Commit.  Lay on God’s shoulders the heavy burden.  

He is strong enough for all my burdens and He is there for me to lean upon when I am tired and done.

And oh, I cannot express enough about the grace that God gives me to continue putting one foot in front of the other, day after day with Aaron.

It’s not one bit about how strong I am or that God gave Aaron to such an amazing parent.

But it IS all about how God meets me in my most down moments with His sweet peace and His words that speak such joy and comfort to me.

And as I learn to lean on God, I can be there for Aaron when he needs to lean on me. 

God holds me up so that I can do the same for Aaron.  

That’s even more amazing than all the black holes in the universe!

My Cross As A Crutch

Yesterday evening I was feeling particularly burdened over several things.  I felt the weight of the loads of life more than usual.

Harsh angry words from Aaron earlier in the day still reverberated in my mind.  Even worse were my own angry words thrown out to him in response.  

Then heavy on my heart was my conversation with the husband of my dear friend of many years.  Her disease is ravaging her mind, and my mind can’t wrap around the reality of that.  Emotions that I have kept in check spilled from my eyes.

I took my old Streams in the Desert devotional book and sat on the patio, soaking in the fresh air and the beginning of dusk.  I turned to the day’s date and saw this verse:  “Whosoever will come after me, let him deny himself, and take up his cross, and follow me.”  (Mark 8:34)

I began to read the words of Alexander Smellie, a Scottish preacher who died 100 years ago.  

“The cross which my Lord bids me take up and carry may assume different shapes.  There are many crosses, and every one of them is sore and heavy.  But never is Jesus so near me as when I lift my cross, and lay it submissively on my shoulder, and give it the welcome of a patient and unmurmuring spirit.  He draws close, to ripen my wisdom, to deepen my peace, to increase my courage, to augment my power to be of use to others, through the very experience which is so grievous and distressing, and then…I grow under the load.”

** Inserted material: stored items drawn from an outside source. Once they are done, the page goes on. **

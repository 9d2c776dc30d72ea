//! Static customer-support reference content.
//!
//! The content is a single YAML document compiled into the binary. Deployments
//! can replace it at startup with `PARCEL_DESK_CONTENT_PATH`; it is parsed once
//! and read-only afterwards. Sections whose inner shape is only ever echoed back
//! to the caller stay as JSON values, everything the lookups compute on is
//! typed so a malformed override fails at startup instead of mid-conversation.

mod lookup;

use std::collections::BTreeMap;
use std::path::Path;

use rust_decimal::Decimal;
use serde::{Deserialize, Serialize};
use serde_json::{Map, Value};
use thiserror::Error;
use tracing::info;

pub use lookup::{
    AccountHelpArgs, ContactInfoArgs, LoyaltyInfoArgs, PaymentInfoArgs, ProductCareArgs,
    ReturnPolicyArgs, ShippingInfoArgs, SizeGuideArgs, SupportInfoArgs, WarrantyInfoArgs,
};

/// The content shipped with the binary.
const EMBEDDED: &str = include_str!("support.yaml");

/// Errors loading support content.
#[derive(Debug, Error)]
pub enum ContentError {
    #[error("Failed to read support content from {path}: {source}")]
    Io {
        path: String,
        #[source]
        source: std::io::Error,
    },

    #[error("Invalid support content: {0}")]
    Parse(#[from] serde_yaml::Error),

    #[error("Invalid support content: {0}")]
    Invalid(String),
}

/// A JSON object echoed back verbatim.
pub(crate) type Section = Map<String, Value>;

/// All reference content served by the information tools.
#[derive(Debug, Clone, Deserialize)]
pub struct SupportContent {
    pub(crate) support_topics: SupportTopics,
    pub(crate) return_policy: ReturnPolicyContent,
    pub(crate) shipping: ShippingContent,
    pub(crate) contact: ContactContent,
    pub(crate) size_guide: SizeGuideContent,
    pub(crate) warranty: WarrantyContent,
    pub(crate) payment: LayeredContent,
    pub(crate) account_help: LayeredContent,
    pub(crate) loyalty: LayeredContent,
    pub(crate) product_care: ProductCareContent,
}

#[derive(Debug, Clone, Deserialize)]
pub(crate) struct SupportTopics {
    pub general: Topic,
    #[serde(flatten)]
    pub others: BTreeMap<String, Topic>,
}

#[derive(Debug, Clone, Deserialize)]
pub(crate) struct Topic {
    pub title: String,
    pub content: String,
}

#[derive(Debug, Clone, Deserialize)]
pub(crate) struct ReturnPolicyContent {
    pub general_policy: Section,
    pub helpful_tips: Vec<String>,
    pub escalation_triggers: Vec<String>,
    pub categories: BTreeMap<String, Section>,
    /// Notes containing a `{category}` placeholder.
    pub customer_service_notes: Vec<String>,
}

#[derive(Debug, Clone, Deserialize)]
pub(crate) struct ShippingContent {
    pub domestic_options: Section,
    pub processing_time: String,
    pub cutoff_times: Section,
    pub shipping_restrictions: Vec<String>,
    pub domestic_countries: Vec<String>,
    #[serde(default)]
    pub country_aliases: BTreeMap<String, String>,
    pub international: BTreeMap<String, Section>,
    pub international_unavailable: String,
    pub international_notes: Vec<String>,
    /// Read from `domestic_options.free_shipping.threshold` after parsing.
    #[serde(skip)]
    pub free_shipping_threshold: Decimal,
}

#[derive(Debug, Clone, Deserialize)]
pub(crate) struct ContactContent {
    pub general_contact: Section,
    pub self_service_options: Vec<String>,
    pub customer_service_tips: Vec<String>,
    pub departments: BTreeMap<String, Department>,
    pub urgency: BTreeMap<String, Section>,
}

#[derive(Debug, Clone, Serialize, Deserialize)]
pub(crate) struct Department {
    pub department: String,
    pub phone: String,
    pub email: String,
    pub hours: String,
    #[serde(flatten)]
    pub extra: Section,
}

#[derive(Debug, Clone, Deserialize)]
pub(crate) struct SizeGuideContent {
    pub measuring_instructions: Section,
    pub fitting_tips: Vec<String>,
    pub exchange_policy: String,
    pub charts: BTreeMap<String, Section>,
    #[serde(default)]
    pub product_notes: BTreeMap<String, Vec<String>>,
    /// Note with a `{brand}` placeholder.
    pub brand_note: String,
}

#[derive(Debug, Clone, Deserialize)]
pub(crate) struct WarrantyContent {
    pub categories: BTreeMap<String, WarrantyTerms>,
    pub default_duration_days: i64,
    pub claim_process: Vec<String>,
    pub satisfaction_guarantee: String,
    pub customer_service_notes: Vec<String>,
    pub date_error: String,
    pub future_date_error: String,
}

#[derive(Debug, Clone, Serialize, Deserialize)]
pub(crate) struct WarrantyTerms {
    pub standard_warranty: String,
    pub duration_days: i64,
    pub coverage: Vec<String>,
    pub exclusions: Vec<String>,
    #[serde(flatten)]
    pub extra: Section,
}

/// Base sections plus inquiry-specific sections merged on top.
#[derive(Debug, Clone, Deserialize)]
pub(crate) struct LayeredContent {
    pub base: Section,
    #[serde(default)]
    pub variants: BTreeMap<String, Section>,
    /// Inquiries answered by repeating a base section under a new key.
    #[serde(default)]
    pub mirrors: BTreeMap<String, Mirror>,
}

#[derive(Debug, Clone, Deserialize)]
pub(crate) struct Mirror {
    pub section: String,
    pub source: String,
}

#[derive(Debug, Clone, Deserialize)]
pub(crate) struct ProductCareContent {
    pub base: Section,
    /// Category, then material, then care instructions.
    pub categories: BTreeMap<String, Section>,
}

impl SupportContent {
    /// The content compiled into the binary.
    ///
    /// # Errors
    ///
    /// Returns an error only if the embedded document is malformed.
    pub fn embedded() -> Result<Self, ContentError> {
        Self::from_yaml(EMBEDDED)
    }

    /// Load the override at `path`, or the embedded content when `None`.
    ///
    /// # Errors
    ///
    /// Returns an error if the file cannot be read or does not match the
    /// expected structure.
    pub fn load(path: Option<&Path>) -> Result<Self, ContentError> {
        let Some(path) = path else {
            return Self::embedded();
        };

        let raw = std::fs::read_to_string(path).map_err(|source| ContentError::Io {
            path: path.display().to_string(),
            source,
        })?;
        let content = Self::from_yaml(&raw)?;
        info!(path = %path.display(), "Loaded support content override");
        Ok(content)
    }

    /// Parse a YAML document.
    ///
    /// # Errors
    ///
    /// Returns an error if the document does not match the expected structure.
    pub fn from_yaml(raw: &str) -> Result<Self, ContentError> {
        let mut content: Self = serde_yaml::from_str(raw)?;
        content.shipping.free_shipping_threshold = content.read_free_shipping_threshold()?;
        Ok(content)
    }

    fn read_free_shipping_threshold(&self) -> Result<Decimal, ContentError> {
        let threshold = self
            .shipping
            .domestic_options
            .get("free_shipping")
            .and_then(|free| free.get("threshold"))
            .and_then(Value::as_f64)
            .ok_or_else(|| {
                ContentError::Invalid(
                    "shipping.domestic_options.free_shipping.threshold must be a number".into(),
                )
            })?;

        Decimal::try_from(threshold).map_err(|e| {
            ContentError::Invalid(format!("free shipping threshold {threshold}: {e}"))
        })
    }
}

/// Lower-case a caller-supplied key and join words with underscores.
pub(crate) fn normalize_key(raw: &str) -> String {
    raw.trim()
        .to_lowercase()
        .split(|c: char| c.is_whitespace() || c == '-')
        .filter(|part| !part.is_empty())
        .collect::<Vec<_>>()
        .join("_")
}

#[cfg(test)]
#[allow(clippy::unwrap_used)]
mod tests {
    use super::*;

    #[test]
    fn test_embedded_content_parses() {
        let content = SupportContent::embedded().unwrap();
        assert_eq!(content.support_topics.general.title, "How can I help you?");
        assert_eq!(content.shipping.free_shipping_threshold, Decimal::from(75));
        assert_eq!(content.return_policy.helpful_tips.len(), 4);
        assert_eq!(content.return_policy.escalation_triggers.len(), 3);
    }

    #[test]
    fn test_missing_threshold_rejected() {
        let raw = EMBEDDED.replace("      threshold: 75.00\n", "");
        let err = SupportContent::from_yaml(&raw).unwrap_err();
        assert!(matches!(err, ContentError::Invalid(_)));
    }

    #[test]
    fn test_malformed_yaml_rejected() {
        let err = SupportContent::from_yaml("support_topics: [").unwrap_err();
        assert!(matches!(err, ContentError::Parse(_)));
    }

    #[test]
    fn test_load_missing_file() {
        let err = SupportContent::load(Some(Path::new("/nonexistent/support.yaml"))).unwrap_err();
        assert!(err.to_string().contains("/nonexistent/support.yaml"));
    }

    #[test]
    fn test_load_defaults_to_embedded() {
        let content = SupportContent::load(None).unwrap();
        assert!(content.contact.departments.contains_key("billing"));
    }

    #[test]
    fn test_normalize_key() {
        assert_eq!(normalize_key("  United Kingdom "), "united_kingdom");
        assert_eq!(normalize_key("custom-items"), "custom_items");
        assert_eq!(normalize_key("UK"), "uk");
        assert_eq!(normalize_key(""), "");
    }
}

Then the author added this:

“Use your cross as a crutch to help you on, and not as a stumbling block to cast you down.”

I know there are several meanings that carrying our cross conveys, yet all of them indicate a difficult load in life.  Every person I know is carrying a burden today, some more than others.

But Jesus also promised that if we come to Him with our burdens, He will give us rest:  “For My yoke is easy and My burden is light.”  (Matthew 11:30)

The word “easy” means “tailor made.”  God knows exactly what is best for me, for my dear friends, for you.  He is not cruel.  Read again what the old Scottish preacher said.  

God is near in our burdens, giving us wisdom and filling us with purpose and peace we can learn no other way.

Oh, may I…may you…use our crosses as a crutch to help us walk through this life in a way that honors our Heavenly Father and grows us more like Him.